The aluminum foil creates a steamy environment while the seasoned oil gives you those yummy skins everyone loves! It’s one of those slow cooker recipes that you’ll never go back to the traditional way after trying. Great for when you don’t want to heat up the kitchen, or anytime you want an easy dinner side.
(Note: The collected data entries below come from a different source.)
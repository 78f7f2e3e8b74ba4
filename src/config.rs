// 该文件是 Subwindow （子窗口搜索） 项目的一部分。
// src/config.rs - 模型参数配置
//
// 本文件根据 Apache 许可证第 2.0 版（以下简称“许可证”）授权使用；
// 除非遵守该许可证条款，否则您不得使用本文件。
// 您可通过以下网址获取许可证副本：
// http://www.apache.org/licenses/LICENSE-2.0
// 除非适用法律要求或书面同意，根据本许可协议分发的软件均按“原样”提供，
// 不附带任何形式的明示或暗示的保证或条件。
// 有关许可权限与限制的具体条款，请参阅本许可协议。
//
// Copyright (C) 2026 Johann Li <me@qinka.pro>, Wareless Group

use clap::ValueEnum;
use thiserror::Error;

use crate::loss::LossKind;

/// 视觉词典大小（直方图维度）
pub const DEFAULT_NUMBINS: usize = 3000;
/// 空间金字塔层数，目前固定为 1
pub const DEFAULT_NUMLEVELS: usize = 1;

#[derive(Error, Debug, PartialEq)]
pub enum ConfigError {
  #[error("numbins 必须大于 0")]
  ZeroBins,
  #[error("numlevels 必须大于 0")]
  ZeroLevels,
  #[error("numbins 超出外部接口范围: {0}")]
  TooManyBins(usize),
}

/// 聚类编号超出 `[0, numbins)` 时的处理方式
#[derive(Debug, Clone, Copy, PartialEq, Eq, Default, ValueEnum)]
pub enum ClusterPolicy {
  /// 截断到最近的合法编号，并输出警告
  Clip,
  /// 直接报错
  #[default]
  Fail,
}

/// 模型参数，训练开始前构造一次，之后只读
///
/// 训练与测试共用同一个实例。
#[derive(Debug, Clone, PartialEq)]
pub struct ModelConfig {
  numbins: usize,
  numlevels: usize,
  cluster_policy: ClusterPolicy,
  loss: LossKind,
}

impl Default for ModelConfig {
  fn default() -> Self {
    Self {
      numbins: DEFAULT_NUMBINS,
      numlevels: DEFAULT_NUMLEVELS,
      cluster_policy: ClusterPolicy::default(),
      loss: LossKind::default(),
    }
  }
}

impl ModelConfig {
  pub fn builder() -> ModelConfigBuilder {
    ModelConfigBuilder::default()
  }

  pub fn numbins(&self) -> usize {
    self.numbins
  }

  pub fn numlevels(&self) -> usize {
    self.numlevels
  }

  pub fn cluster_policy(&self) -> ClusterPolicy {
    self.cluster_policy
  }

  pub fn loss(&self) -> LossKind {
    self.loss
  }

  /// 特征向量维度；无空间金字塔时等于 numbins
  pub fn size_psi(&self) -> usize {
    self.numbins
  }
}

#[derive(Debug, Clone, Default)]
pub struct ModelConfigBuilder {
  inner: ModelConfig,
}

impl ModelConfigBuilder {
  pub fn numbins(mut self, numbins: usize) -> Self {
    self.inner.numbins = numbins;
    self
  }

  pub fn numlevels(mut self, numlevels: usize) -> Self {
    self.inner.numlevels = numlevels;
    self
  }

  pub fn cluster_policy(mut self, policy: ClusterPolicy) -> Self {
    self.inner.cluster_policy = policy;
    self
  }

  pub fn loss(mut self, loss: LossKind) -> Self {
    self.inner.loss = loss;
    self
  }

  pub fn build(self) -> Result<ModelConfig, ConfigError> {
    if self.inner.numbins == 0 {
      return Err(ConfigError::ZeroBins);
    }
    if self.inner.numlevels == 0 {
      return Err(ConfigError::ZeroLevels);
    }
    // 外部库以 C int 接收 numbins
    if self.inner.numbins > i32::MAX as usize {
      return Err(ConfigError::TooManyBins(self.inner.numbins));
    }
    Ok(self.inner)
  }
}

#[cfg(test)]
mod tests {
  use super::*;

  #[test]
  fn defaults_match_visual_word_codebook() {
    let config = ModelConfig::default();
    assert_eq!(config.numbins(), 3000);
    assert_eq!(config.numlevels(), 1);
    assert_eq!(config.size_psi(), 3000);
    assert_eq!(config.cluster_policy(), ClusterPolicy::Fail);
    assert_eq!(config.loss(), LossKind::OneMinusOverlap);
  }

  #[test]
  fn builder_rejects_zero_sizes() {
    assert_eq!(
      ModelConfig::builder().numbins(0).build(),
      Err(ConfigError::ZeroBins)
    );
    assert_eq!(
      ModelConfig::builder().numlevels(0).build(),
      Err(ConfigError::ZeroLevels)
    );
  }

  #[test]
  fn builder_overrides_fields() {
    let config = ModelConfig::builder()
      .numbins(3)
      .cluster_policy(ClusterPolicy::Clip)
      .loss(LossKind::ZeroOne)
      .build()
      .unwrap();
    assert_eq!(config.numbins(), 3);
    assert_eq!(config.cluster_policy(), ClusterPolicy::Clip);
    assert_eq!(config.loss(), LossKind::ZeroOne);
  }
}
// 该文件是 Subwindow （子窗口搜索） 项目的一部分。
// src/oracle/timeout.rs - 带超时保护的搜索
//
// 本文件根据 Apache 许可证第 2.0 版（以下简称“许可证”）授权使用；
// 除非遵守该许可证条款，否则您不得使用本文件。
// 您可通过以下网址获取许可证副本：
// http://www.apache.org/licenses/LICENSE-2.0
// 除非适用法律要求或书面同意，根据本许可协议分发的软件均按“原样”提供，
// 不附带任何形式的明示或暗示的保证或条件。
// 有关许可权限与限制的具体条款，请参阅本许可协议。
//
// Copyright (C) 2026 Johann Li <me@qinka.pro>, Wareless Group

use std::{
  sync::{Arc, mpsc},
  thread,
  time::Duration,
};

use tracing::{error, warn};

use crate::{
  loss::LossKind,
  oracle::{InferenceOracle, OracleError, OracleRequest, RawBox},
};

/// 在独立线程中调用内部搜索，超时即报错
///
/// 超时后工作线程不会被强行终止，它的结果会被丢弃。超时对该样本是致命错误，不会回退到其他框。
pub struct TimeoutOracle<O> {
  inner: Arc<O>,
  timeout: Duration,
}

impl<O> TimeoutOracle<O> {
  pub fn new(inner: O, timeout: Duration) -> Self {
    Self {
      inner: Arc::new(inner),
      timeout,
    }
  }
}

impl<O> InferenceOracle for TimeoutOracle<O>
where
  O: InferenceOracle + Send + Sync + 'static,
{
  type Error = OracleError;

  fn search(&self, request: &OracleRequest) -> Result<RawBox, Self::Error> {
    let (tx, rx) = mpsc::channel();
    let inner = Arc::clone(&self.inner);
    let request = request.clone();

    thread::Builder::new()
      .name("oracle-search".to_string())
      .spawn(move || {
        let _ = tx.send(inner.search(&request));
      })?;

    match rx.recv_timeout(self.timeout) {
      Ok(Ok(raw)) => Ok(raw),
      Ok(Err(e)) => Err(OracleError::Backend(Box::new(e))),
      Err(mpsc::RecvTimeoutError::Timeout) => {
        warn!("搜索超过 {:?} 未返回", self.timeout);
        Err(OracleError::Timeout(self.timeout))
      }
      Err(mpsc::RecvTimeoutError::Disconnected) => {
        error!("搜索线程异常退出");
        Err(OracleError::WorkerPanicked)
      }
    }
  }

  fn supports_loss(&self, kind: LossKind) -> bool {
    self.inner.supports_loss(kind)
  }
}
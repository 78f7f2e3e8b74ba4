// 该文件是 Subwindow （子窗口搜索） 项目的一部分。
// src/oracle/ess.rs - 外部分支定界搜索库 (libess)
//
// 本文件根据 Apache 许可证第 2.0 版（以下简称“许可证”）授权使用；
// 除非遵守该许可证条款，否则您不得使用本文件。
// 您可通过以下网址获取许可证副本：
// http://www.apache.org/licenses/LICENSE-2.0
// 除非适用法律要求或书面同意，根据本许可协议分发的软件均按“原样”提供，
// 不附带任何形式的明示或暗示的保证或条件。
// 有关许可权限与限制的具体条款，请参阅本许可协议。
//
// Copyright (C) 2026 Johann Li <me@qinka.pro>, Wareless Group

use std::ffi::{c_double, c_int};

use tracing::{debug, error};
use url::Url;

use crate::{
  FromUrl, FromUrlWithScheme,
  oracle::{InferenceOracle, OracleError, OracleRequest, RawBox},
};

#[link(name = "ess")]
unsafe extern "C" {
  fn pyramid_search_structured(
    numpoints: c_int,
    width: c_int,
    height: c_int,
    xpos: *const c_double,
    ypos: *const c_double,
    clst: *const c_double,
    numclusters: c_int,
    numlevels: c_int,
    weights: *const c_double,
    num_gt_boxes: c_int,
    gt_boxes: *const c_double,
  ) -> RawBox;
}

/// 通过 C ABI 调用 libess 的损失增强分支定界搜索
#[derive(Debug, Clone, Default)]
pub struct EssOracle;

impl FromUrlWithScheme for EssOracle {
  const SCHEME: &'static str = "ess";
}

impl FromUrl for EssOracle {
  type Error = OracleError;

  fn from_url(url: &Url) -> Result<Self, Self::Error> {
    if url.scheme() != Self::SCHEME {
      return Err(OracleError::SchemeMismatch(url.scheme().to_string()));
    }
    Ok(EssOracle)
  }
}

impl InferenceOracle for EssOracle {
  type Error = OracleError;

  fn search(&self, request: &OracleRequest) -> Result<RawBox, Self::Error> {
    request.validate()?;
    if request.x.is_empty() {
      error!("空点云不能交给 libess");
      return Err(OracleError::InvalidParameter("空点云".to_string()));
    }

    debug!(
      "调用 libess: {} 个点, {}x{}, {} 个真值框",
      request.point_count(),
      request.width,
      request.height,
      request.gt_count
    );

    // SAFETY: validate() 保证了各缓冲区长度与计数参数一致，
    // 搜索库只读取这些缓冲区，且调用期间 request 保持借用。
    let raw = unsafe {
      pyramid_search_structured(
        request.point_count(),
        request.width,
        request.height,
        request.x.as_ptr(),
        request.y.as_ptr(),
        request.c.as_ptr(),
        request.numbins,
        request.numlevels,
        request.weights.as_ptr(),
        request.gt_count,
        request.gt_boxes.as_ptr(),
      )
    };

    if !raw.score.is_finite() {
      error!("libess 返回了非有限分数: {:?}", raw);
      return Err(OracleError::InvalidResult(format!("非有限分数 {}", raw.score)));
    }
    Ok(raw)
  }
}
What you’ll love about this Baked Potato Recipe:


  • QUICK & EASY – This easy way to make potatoes comes together in no time with simple ingredients and minimal prep.
  • BUDGET FRIENDLY – Uses basic, affordable ingredients, making this delicious side dish easy on your wallet.
  • FAMILY-FRIENDLY – Everyone loves a perfectly baked potato, and this great way to cook them turns out fluffy and delicious every time.

Recipe Ingredients:

You’ll need the following ingredients to make these Slow Cooker Potatoes:

  • Medium potatoes (russet)- You can also use large russet potatoes, just adjust the baking time.
  • Olive oil
  • Coarse sea salt (or kosher salt)
  • Garlic powder
  • Black pepper
  • Aluminum foil
  • For serving (favorite toppings):
  • Butter
  • Sour cream
  • Fresh chives, chopped
  • Cheddar cheese, shredded (use your favorite cheese!)
  • Bacon- cook up some bacon, or use bacon bits
A white plate with five russet potatoes, surrounded by small bowls of salt, pepper, garlic powder, and a bottle of oil on a light gray surface. Each item is labeled with text.

Ingredient Notes:

  • Russet Potatoes: These potatoes are the best type of potato for baking because they have a high starch content that creates that awesome fluffy texture. The size of your potatoes matters for even cooking time, so choose potatoes that are similar in potato size.
  • Coarse Sea Salt: This gives better texture and flavor than regular table salt. The coarse grains stick to the oiled skin better when you rub potatoes with oil.
  • Aluminum Foil: Essential for this recipe, you must have it! The foil creates the steamy environment that makes the baked potatoes in the slow cooker cook evenly and stay moist.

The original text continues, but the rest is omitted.